Canada is facing a major electrification challenge at a time of rising demand—and intense competition for decarbonization dollars.
We have a head start with a low-emissions grid but building on that advantage would require significant new investments to develop a larger and reliable electricity infrastructure that attracts clean industries.
As the new Net Zero race heats up, the U.S.’s Inflation Reduction Act (IRA) has emerged as a key catalyst, with its slew of incentives running into billions of dollars. While offering Canada fresh opportunities to capitalize on energy transition, IRA also challenges Ottawa, the provinces and industry to raise their game. If Canada gets it right, a substantially bigger and sustainable grid would serve as a springboard for the new energy economy.
In a bid to meet the challenge, the federal government unveiled its much-anticipated Clean Electricity Regulations (CER) last week, sketching out a roadmap for a Net Zero grid by 2035—with a few detours.

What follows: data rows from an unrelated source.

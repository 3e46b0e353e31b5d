use leptos::prelude::*;

use crate::content::{Section, OWNER_NAME, SOCIAL_LINKS};
use crate::theme::use_theme;

use super::navbar::Logo;

const BUILD_YEAR: &str = env!("BUILD_YEAR");

#[component]
pub fn Footer() -> impl IntoView {
    let theme = use_theme();
    view! {
        <footer class=move || {
            format!(
                "relative py-12 px-4 border-t {}",
                theme.get().pick("bg-surface-dark border-white/5", "bg-white border-gray-100"),
            )
        }>
            <div class="max-w-6xl mx-auto">
                <div class="flex flex-col sm:flex-row items-center justify-between gap-6">
                    <Logo />
                    <p class=move || {
                        format!(
                            "text-sm flex items-center gap-1.5 {}",
                            theme.get().pick("text-gray-500", "text-gray-400"),
                        )
                    }>
                        {format!("© {BUILD_YEAR} {OWNER_NAME}. Made with")}
                        <span class="text-red-500">"♥"</span>
                        "All rights reserved."
                    </p>
                    <div class="flex items-center gap-3">
                        <SocialIcons />
                        <a
                            href=Section::Home.anchor()
                            aria-label="Back to top"
                            class="w-10 h-10 rounded-lg bg-gradient-to-r from-primary to-accent flex items-center justify-center text-white shadow-lg shadow-primary/20 hover:-translate-y-1 transition-transform"
                        >
                            "↑"
                        </a>
                    </div>
                </div>
            </div>
        </footer>
    }
}

#[component]
pub fn SocialIcons() -> impl IntoView {
    let theme = use_theme();
    SOCIAL_LINKS
        .iter()
        .map(|link| {
            view! {
                <a
                    href=link.href
                    target="_blank"
                    rel="noopener noreferrer"
                    aria-label=link.label
                    class=move || {
                        format!(
                            "w-10 h-10 rounded-lg flex items-center justify-center transition-colors hover:-translate-y-1 {}",
                            theme
                                .get()
                                .pick(
                                    "bg-white/5 text-gray-400 hover:text-white hover:bg-white/10",
                                    "bg-gray-100 text-gray-500 hover:text-gray-900 hover:bg-gray-200",
                                ),
                        )
                    }
                >
                    <i class=link.icon />
                </a>
            }
        })
        .collect_view()
}
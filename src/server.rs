mod config;
mod inbox;
mod notify;

use std::sync::Arc;

pub use config::{ConfigError, ServerConfig, SmtpConfig};
pub use inbox::{Inbox, InboxPoisoned, StoredMessage};
pub use notify::{Notice, Notifier, NotifyError, SmtpNotifier};

use axum::{
    extract::State,
    http::{header, Method, StatusCode},
    response::{IntoResponse, Response},
    routing::{get, post},
    Json, Router,
};
use email_address::EmailAddress;
use serde::Serialize;
use thiserror::Error;
use tower_http::cors::{AllowOrigin, CorsLayer};

use crate::contact::ContactMessage;

const MAX_NAME_CHARS: usize = 256;
const MAX_SUBJECT_CHARS: usize = 256;
const MAX_MESSAGE_CHARS: usize = 4096;

pub const RECEIVED_REPLY: &str = "Message received! I'll get back to you soon.";

#[derive(Clone)]
pub struct ApiState {
    pub inbox: Inbox,
    notifier: Option<Arc<dyn Notifier>>,
}

impl ApiState {
    /// Mails the owner only when SMTP credentials are configured.
    pub fn new(config: &ServerConfig) -> Result<Self, ConfigError> {
        let state = Self {
            inbox: Inbox::new(config.inbox_capacity),
            notifier: None,
        };
        Ok(match &config.smtp {
            Some(smtp) => state.with_notifier(Arc::new(SmtpNotifier::new(smtp)?)),
            None => state,
        })
    }

    pub fn with_notifier(mut self, notifier: Arc<dyn Notifier>) -> Self {
        self.notifier = Some(notifier);
        self
    }
}

#[derive(Error, Debug)]
pub enum ApiError {
    #[error("{0}")]
    Invalid(String),
    #[error("{0}")]
    Internal(String),
}

impl From<InboxPoisoned> for ApiError {
    fn from(err: InboxPoisoned) -> Self {
        Self::Internal(err.to_string())
    }
}

impl IntoResponse for ApiError {
    fn into_response(self) -> Response {
        #[derive(Serialize)]
        struct ErrorResponse {
            detail: String,
        }

        let status = match self {
            ApiError::Invalid(_) => StatusCode::UNPROCESSABLE_ENTITY,
            ApiError::Internal(_) => StatusCode::INTERNAL_SERVER_ERROR,
        };
        (
            status,
            Json(ErrorResponse {
                detail: self.to_string(),
            }),
        )
            .into_response()
    }
}

#[derive(Debug, Serialize)]
struct Receipt {
    success: bool,
    message: &'static str,
}

#[derive(Debug, Serialize)]
struct Health {
    status: &'static str,
    message: &'static str,
}

/// API routes served next to the Leptos pages. State is already applied, so
/// the router merges into any parent.
pub fn api_routes<S>(state: ApiState, config: &ServerConfig) -> Router<S>
where
    S: Clone + Send + Sync + 'static,
{
    let cors = CorsLayer::new()
        .allow_origin(AllowOrigin::list(config.cors_origins.clone()))
        .allow_methods([Method::GET, Method::POST])
        .allow_headers([header::CONTENT_TYPE]);

    Router::new()
        .route("/api/health", get(health))
        .route("/contact", post(receive_contact))
        .layer(cors)
        .with_state(state)
}

async fn health() -> Json<Health> {
    Json(Health {
        status: "ok",
        message: "Portfolio API is running",
    })
}

async fn receive_contact(
    State(state): State<ApiState>,
    Json(message): Json<ContactMessage>,
) -> Result<Json<Receipt>, ApiError> {
    validate(&message)?;
    let stored = state.inbox.record(message)?;
    tracing::info!(
        id = stored.id,
        name = %stored.message.name,
        email = %stored.message.email,
        subject = %stored.message.subject,
        "contact message received"
    );
    match &state.notifier {
        // delivery problems never fail the visitor's request
        Some(notifier) => {
            if let Err(e) = notifier.notify(&Notice::from(&stored)).await {
                tracing::error!(id = stored.id, "failed to notify owner: {e}");
            }
        }
        None => tracing::debug!(id = stored.id, "no SMTP credentials, notification skipped"),
    }
    Ok(Json(Receipt {
        success: true,
        message: RECEIVED_REPLY,
    }))
}

fn validate(message: &ContactMessage) -> Result<(), ApiError> {
    let required = [
        ("name", &message.name),
        ("email", &message.email),
        ("subject", &message.subject),
        ("message", &message.message),
    ];
    if let Some((field, _)) = required.iter().find(|(_, v)| v.trim().is_empty()) {
        return Err(ApiError::Invalid(format!("{field} is required")));
    }
    if !EmailAddress::is_valid(message.email.trim()) {
        return Err(ApiError::Invalid("email is not a valid address".to_string()));
    }
    let limits = [
        ("name", &message.name, MAX_NAME_CHARS),
        ("subject", &message.subject, MAX_SUBJECT_CHARS),
        ("message", &message.message, MAX_MESSAGE_CHARS),
    ];
    for (field, value, max) in limits {
        if value.chars().count() > max {
            return Err(ApiError::Invalid(format!(
                "{field} must be at most {max} characters"
            )));
        }
    }
    Ok(())
}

Ottawa’s original, stringent stance on a non-emitting grid has given way to a more flexible approach, accounting for each province’s unique challenges and the sheer scale of managing the energy transition without hurting affordability and reliability. It’s an acknowledgement that the country needs all the energy sources at its disposal to build out a reliable energy infrastructure, with guardrails to ensure new dollars heavily favour low-emission sources.
The proposal also offered more clarity on the role of abated natural gas in the power grid—a contentious issue between Ottawa and the provinces. Despite some latitude, the proposed CER still requires electricity generation in Canada to achieve a low-carbon grid 15 years sooner than legislated targets for the whole economy.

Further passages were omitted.